-
Architects: CABINET Fanny Noël Diogo Lopes Architectes
- Area: 140 m²
- Year: 2022
-
Photographs:Federico Farinatti
Text description provided by the architects. The project of a studio for an artist is located in Geneva’s garden periphery. The site is occupied by dense vegetation from which picturesque architecture and emblematic roofs emerge. Its atmosphere changes accordingly to the seasons - transparent in Winter, colorful in Autumn and Spring, and shaded in Summer.
The new studio is thought of as a garden gallery - close to the main house, where the artist lives, but detached enough to be submerged by the garden’s natural elements. The plan recalls a wandering condition, providing a spatial sequence from the domestic space to the artist’s office through an underground connection.

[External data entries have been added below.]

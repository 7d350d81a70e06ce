//! Basal schedule from `profile.json`.

use chrono::NaiveTime;
use serde::{Deserialize, Serialize};
use std::collections::HashMap;

use crate::error::FetchError;

/// One step of a basal schedule.
#[derive(Debug, Clone, PartialEq, Serialize, Deserialize)]
#[serde(rename_all = "camelCase")]
pub struct BasalEntry {
    /// Start of the step, `"HH:MM"`
    pub time: String,
    /// Rate in U/h
    pub value: f64,
    #[serde(default)]
    pub time_as_seconds: Option<u32>,
}

impl BasalEntry {
    /// Start of the step as a time of day. `timeAsSeconds` wins over `time`.
    pub fn start(&self) -> Option<NaiveTime> {
        if let Some(secs) = self.time_as_seconds {
            return NaiveTime::from_num_seconds_from_midnight_opt(secs, 0);
        }
        NaiveTime::parse_from_str(&self.time, "%H:%M").ok()
    }
}

/// Basal steps ordered by start time.
#[derive(Debug, Clone, Default, PartialEq, Serialize)]
pub struct BasalSchedule {
    steps: Vec<(NaiveTime, f64)>,
}

impl BasalSchedule {
    pub fn from_entries(entries: &[BasalEntry]) -> Self {
        let mut steps: Vec<(NaiveTime, f64)> = entries
            .iter()
            .filter_map(|entry| entry.start().map(|start| (start, entry.value)))
            .collect();
        steps.sort_by_key(|(start, _)| *start);
        Self { steps }
    }

    pub fn is_empty(&self) -> bool {
        self.steps.is_empty()
    }

    /// Scheduled rate at `time`: the latest step starting at or before it.
    /// Before the first step of the day the previous day's last step is
    /// still running.
    pub fn rate_at(&self, time: NaiveTime) -> Option<f64> {
        self.steps
            .iter()
            .rev()
            .find(|(start, _)| *start <= time)
            .or_else(|| self.steps.last())
            .map(|(_, rate)| *rate)
    }
}

#[derive(Debug, Clone, Deserialize)]
struct ProfileStore {
    #[serde(default)]
    basal: Vec<BasalEntry>,
    #[serde(default)]
    timezone: Option<String>,
}

#[derive(Debug, Clone, Deserialize)]
#[serde(rename_all = "camelCase")]
struct ProfileDocument {
    default_profile: Option<String>,
    #[serde(default)]
    store: HashMap<String, ProfileStore>,
}

/// The active therapy profile.
#[derive(Debug, Clone, PartialEq, Serialize)]
pub struct Profile {
    pub name: String,
    pub timezone: Option<String>,
    pub basal: BasalSchedule,
}

impl Profile {
    /// Decode a `profile.json` body: an array of documents (newest first) or
    /// a single document. The default store of the first document is used.
    pub fn parse(body: &str) -> Result<Self, FetchError> {
        let value: serde_json::Value =
            serde_json::from_str(body).map_err(|e| FetchError::malformed(e.to_string()))?;

        let document = match value {
            serde_json::Value::Array(items) => {
                items.into_iter().next().ok_or(FetchError::EmptyResult)?
            }
            other => other,
        };

        let document: ProfileDocument =
            serde_json::from_value(document).map_err(|e| FetchError::malformed(e.to_string()))?;

        let name = document
            .default_profile
            .filter(|name| document.store.contains_key(name))
            .or_else(|| {
                let mut names: Vec<&String> = document.store.keys().collect();
                names.sort();
                names.first().map(|name| name.to_string())
            })
            .ok_or(FetchError::EmptyResult)?;

        let store = &document.store[&name];
        Ok(Self {
            timezone: store.timezone.clone(),
            basal: BasalSchedule::from_entries(&store.basal),
            name,
        })
    }

    pub fn scheduled_basal(&self, time: NaiveTime) -> Option<f64> {
        self.basal.rate_at(time)
    }
}

#[cfg(test)]
mod tests {
    use super::*;

    fn at(h: u32, m: u32) -> NaiveTime {
        NaiveTime::from_hms_opt(h, m, 0).unwrap()
    }

    const PROFILE_BODY: &str = r#"[{
        "defaultProfile": "Weekday",
        "store": {
            "Weekday": {
                "timezone": "Europe/Berlin",
                "basal": [
                    {"time": "06:00", "value": 0.9, "timeAsSeconds": 21600},
                    {"time": "00:00", "value": 0.6},
                    {"time": "22:30", "value": 0.75}
                ]
            },
            "Sick": {"basal": [{"time": "00:00", "value": 1.5}]}
        }
    }]"#;

    #[test]
    fn test_profile_parse_uses_default_store() {
        let profile = Profile::parse(PROFILE_BODY).unwrap();
        assert_eq!(profile.name, "Weekday");
        assert_eq!(profile.timezone.as_deref(), Some("Europe/Berlin"));
        assert_eq!(profile.scheduled_basal(at(5, 59)), Some(0.6));
        assert_eq!(profile.scheduled_basal(at(6, 0)), Some(0.9));
        assert_eq!(profile.scheduled_basal(at(23, 0)), Some(0.75));
    }

    #[test]
    fn test_schedule_wraps_before_first_step() {
        let schedule = BasalSchedule::from_entries(&[
            BasalEntry { time: "04:00".into(), value: 1.0, time_as_seconds: None },
            BasalEntry { time: "20:00".into(), value: 0.5, time_as_seconds: None },
        ]);
        assert_eq!(schedule.rate_at(at(2, 0)), Some(0.5));
        assert_eq!(schedule.rate_at(at(4, 0)), Some(1.0));
        assert_eq!(BasalSchedule::default().rate_at(at(4, 0)), None);
    }

    #[test]
    fn test_profile_parse_errors() {
        assert_eq!(Profile::parse("[]"), Err(FetchError::EmptyResult));
        assert_eq!(
            Profile::parse(r#"{"defaultProfile": "x", "store": {}}"#),
            Err(FetchError::EmptyResult)
        );
        assert!(matches!(Profile::parse("{"), Err(FetchError::MalformedPayload(_))));
    }
}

The volume is placed on the plot’s furthest corner, as close as possible to its two limits. The third side embraces the garden’s central space with a curve. This gesture amplifies its length and suggests a horizontal order directly related to the exterior space, contrasting with the existing house’s verticality. The quarter circle form suggests a new circular path that connects the entrance gate with the domestic backrooms, exploring the full depth of the site. The multiplication of interior and exterior paths induces the feeling of a bigger whole.

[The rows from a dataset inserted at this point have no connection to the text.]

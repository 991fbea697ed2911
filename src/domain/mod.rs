//! Domain models and types for labwatch.
//!
//! # Overview
//!
//! The domain layer provides:
//! - **Export job types** ([`ExportRequest`], [`PollLocation`], [`Manifest`], [`OutputEntry`])
//! - **Correlation types** ([`Subject`], [`SubjectIndex`])
//! - **Measurement types** ([`MeasurementRecord`], [`Classification`], [`ClassificationReason`])
//! - **Error types** ([`ReportError`], [`BulkExportError`], [`StreamEntryError`])
//! - **Result type alias** ([`Result`])
//!
//! # Error Handling
//!
//! All fallible operations return [`Result<T, ReportError>`]:
//!
//! ```rust
//! use labwatch::domain::{ReportError, Result};
//!
//! fn example() -> Result<()> {
//!     // Errors are automatically converted using the ? operator
//!     let config = labwatch::config::load_config("labwatch.toml")?;
//!     Ok(())
//! }
//! ```

pub mod errors;
pub mod export;
pub mod observation;
pub mod result;
pub mod subject;

// Re-export commonly used types for convenience
pub use errors::{BulkExportError, ReportError, StreamEntryError};
pub use export::{ExportRequest, Manifest, OutputEntry, PollLocation};
pub use observation::{Classification, ClassificationReason, MeasurementRecord};
pub use result::Result;
pub use subject::{Subject, SubjectIndex};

The interior is thought of as an observatory of the movement of light and the rhythm of the seasons, themes intrinsically related to the artist’s work. Windows of different sizes, with various depths and transparencies, capture the changing colors and shadows of the surrounding luxuriant vegetation. At times, they direct the gaze towards meaningful moments - in the office, two eyes look at a specific tree, part of the artist’s universe.

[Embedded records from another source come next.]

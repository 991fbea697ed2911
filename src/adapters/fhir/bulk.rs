//! FHIR Bulk Data export kickoff and status polling
//!
//! The asynchronous request pattern works in two steps:
//!
//! 1. `GET {base}/Group/{id}/$export` with `Prefer: respond-async`. The server
//!    answers `202 Accepted` with a `Content-Location` status URL.
//! 2. The status URL is polled. `202` means the job is still running, `200`
//!    carries the completion manifest, and error statuses end the job.
//!
//! The polling protocol is an explicit state machine ([`PollState`]) whose
//! transition function is pure. [`BulkExportPoller`] only performs the HTTP
//! requests, feeds their outcome into [`PollState::advance`] and sleeps.

use super::client::{FhirClient, FHIR_JSON};
use crate::adapters::auth::AccessToken;
use crate::config::PollConfig;
use crate::domain::{BulkExportError, ExportRequest, Manifest, PollLocation};
use reqwest::header::{HeaderMap, ACCEPT, CONTENT_LOCATION, RETRY_AFTER};
use reqwest::StatusCode;
use std::time::Duration;
use tokio::sync::watch;

/// Polling state of one export job
#[derive(Debug)]
pub enum PollState {
    /// Kickoff accepted, no status check yet
    Submitted,
    /// Job still running
    Polling {
        attempt: u32,
        consecutive_failures: u32,
    },
    /// Manifest received
    Complete(Manifest),
    /// Terminal failure
    Failed(BulkExportError),
}

/// Outcome of one status check, reduced to what the state machine needs
#[derive(Debug)]
pub enum PollObservation {
    /// 200 with a parseable manifest
    Completed(Manifest),
    /// 200 whose body is not a manifest
    InvalidManifest(String),
    /// 202, optionally with an `X-Progress` value
    InProgress { progress: Option<String> },
    /// Transport error, 429, 5xx or an unexpected status
    Transient(String),
    /// 404, 410 or another client error: the job is gone
    Rejected { status: u16, message: String },
}

impl PollState {
    /// Applies one status check to the current state
    ///
    /// Terminal states are returned unchanged.
    pub fn advance(self, observation: PollObservation, policy: &PollConfig) -> PollState {
        let (attempt, consecutive_failures) = match self {
            PollState::Submitted => (0, 0),
            PollState::Polling {
                attempt,
                consecutive_failures,
            } => (attempt, consecutive_failures),
            terminal => return terminal,
        };
        let attempt = attempt.saturating_add(1);

        match observation {
            PollObservation::Completed(manifest) => PollState::Complete(manifest),
            PollObservation::InvalidManifest(reason) => {
                PollState::Failed(BulkExportError::InvalidManifest(reason))
            }
            PollObservation::Rejected { status, message } => {
                PollState::Failed(BulkExportError::JobFailed { status, message })
            }
            PollObservation::InProgress { .. } => {
                if attempt >= policy.max_attempts {
                    PollState::Failed(BulkExportError::Timeout { attempts: attempt })
                } else {
                    PollState::Polling {
                        attempt,
                        consecutive_failures: 0,
                    }
                }
            }
            PollObservation::Transient(last_error) => {
                let consecutive_failures = consecutive_failures.saturating_add(1);
                if consecutive_failures > policy.max_consecutive_failures {
                    PollState::Failed(BulkExportError::TooManyFailures {
                        attempts: consecutive_failures,
                        last_error,
                    })
                } else if attempt >= policy.max_attempts {
                    PollState::Failed(BulkExportError::Timeout { attempts: attempt })
                } else {
                    PollState::Polling {
                        attempt,
                        consecutive_failures,
                    }
                }
            }
        }
    }

    pub fn is_terminal(&self) -> bool {
        matches!(self, PollState::Complete(_) | PollState::Failed(_))
    }

    /// Number of status checks performed so far
    pub fn attempt(&self) -> u32 {
        match self {
            PollState::Polling { attempt, .. } => *attempt,
            _ => 0,
        }
    }
}

/// Maps a status response onto a [`PollObservation`]
pub fn observe_status(status: StatusCode, progress: Option<String>, body: &str) -> PollObservation {
    match status {
        StatusCode::OK => match serde_json::from_str::<Manifest>(body) {
            Ok(manifest) => PollObservation::Completed(manifest),
            Err(e) => PollObservation::InvalidManifest(e.to_string()),
        },
        StatusCode::ACCEPTED => PollObservation::InProgress { progress },
        StatusCode::TOO_MANY_REQUESTS => {
            PollObservation::Transient(format!("Status endpoint throttled the request ({status})"))
        }
        s if s.is_server_error() => {
            PollObservation::Transient(format!("Status endpoint returned {s}: {}", snippet(body)))
        }
        s if s.is_client_error() => PollObservation::Rejected {
            status: s.as_u16(),
            message: snippet(body),
        },
        s => PollObservation::Transient(format!("Unexpected status {s}")),
    }
}

/// Delay before the next status check
///
/// `interval * multiplier^(attempt - 1)`, capped at the maximum. A larger
/// server `Retry-After` hint wins, also capped.
pub fn poll_delay(policy: &PollConfig, attempt: u32, retry_after: Option<u64>) -> Duration {
    let max = policy.max_interval_seconds as f64;
    let exponent = attempt.saturating_sub(1).min(64) as i32;
    let computed = (policy.interval_seconds as f64 * policy.backoff_multiplier.powi(exponent)).min(max);
    let seconds = match retry_after {
        Some(hint) if hint as f64 > computed => (hint as f64).min(max),
        _ => computed,
    };
    Duration::from_secs_f64(seconds)
}

fn snippet(body: &str) -> String {
    const MAX: usize = 512;
    match body.char_indices().nth(MAX) {
        Some((idx, _)) => format!("{}...", &body[..idx]),
        None => body.to_string(),
    }
}

fn header_str(headers: &HeaderMap, name: &str) -> Option<String> {
    headers
        .get(name)
        .and_then(|v| v.to_str().ok())
        .map(str::to_string)
}

fn retry_after_seconds(headers: &HeaderMap) -> Option<u64> {
    headers
        .get(RETRY_AFTER)
        .and_then(|v| v.to_str().ok())
        .and_then(|v| v.trim().parse().ok())
}

/// Bulk Data export client
///
/// # Example
///
/// ```no_run
/// use labwatch::adapters::auth::AccessToken;
/// use labwatch::adapters::fhir::{BulkExportPoller, FhirClient};
/// use labwatch::config::FhirConfig;
/// use labwatch::domain::ExportRequest;
///
/// # async fn example() -> Result<(), Box<dyn std::error::Error>> {
/// let config = FhirConfig::default();
/// let poller = BulkExportPoller::new(FhirClient::new(&config)?, config.poll.clone());
///
/// let request = ExportRequest::new("group-1").with_types(["Patient", "Observation"]);
/// let token = AccessToken::new("token");
/// let location = poller.start_export(&request, &token).await?;
/// let manifest = poller.await_completion(&location, &token).await?;
/// println!("{} output files", manifest.output.len());
/// # Ok(())
/// # }
/// ```
pub struct BulkExportPoller {
    client: FhirClient,
    policy: PollConfig,
    shutdown: Option<watch::Receiver<bool>>,
}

The different walls inside the studio loosely shift to converge to the center of the curve, making the open storage rooms part of the space. Its silhouette, recalling the shed type, speaks to its use, offering a northern light that balances the whole. A white coat on the plywood and a bright terrazzo bring nuances to the traditional “white box.” The timber veins unfold throughout the panel’s surface, underlining its bent spatiality.
On the outside, the emblematic silhouette echoes the aggregations of roofs of the main house and its figurative character. Gable facades, with unique compositions, contrast with the repetitive vertical lines of the bay window. The wooden boards painted in dark green melt into the vegetation, creating a field where floating metallic frames and roofs emerge as suspended figures in the garden.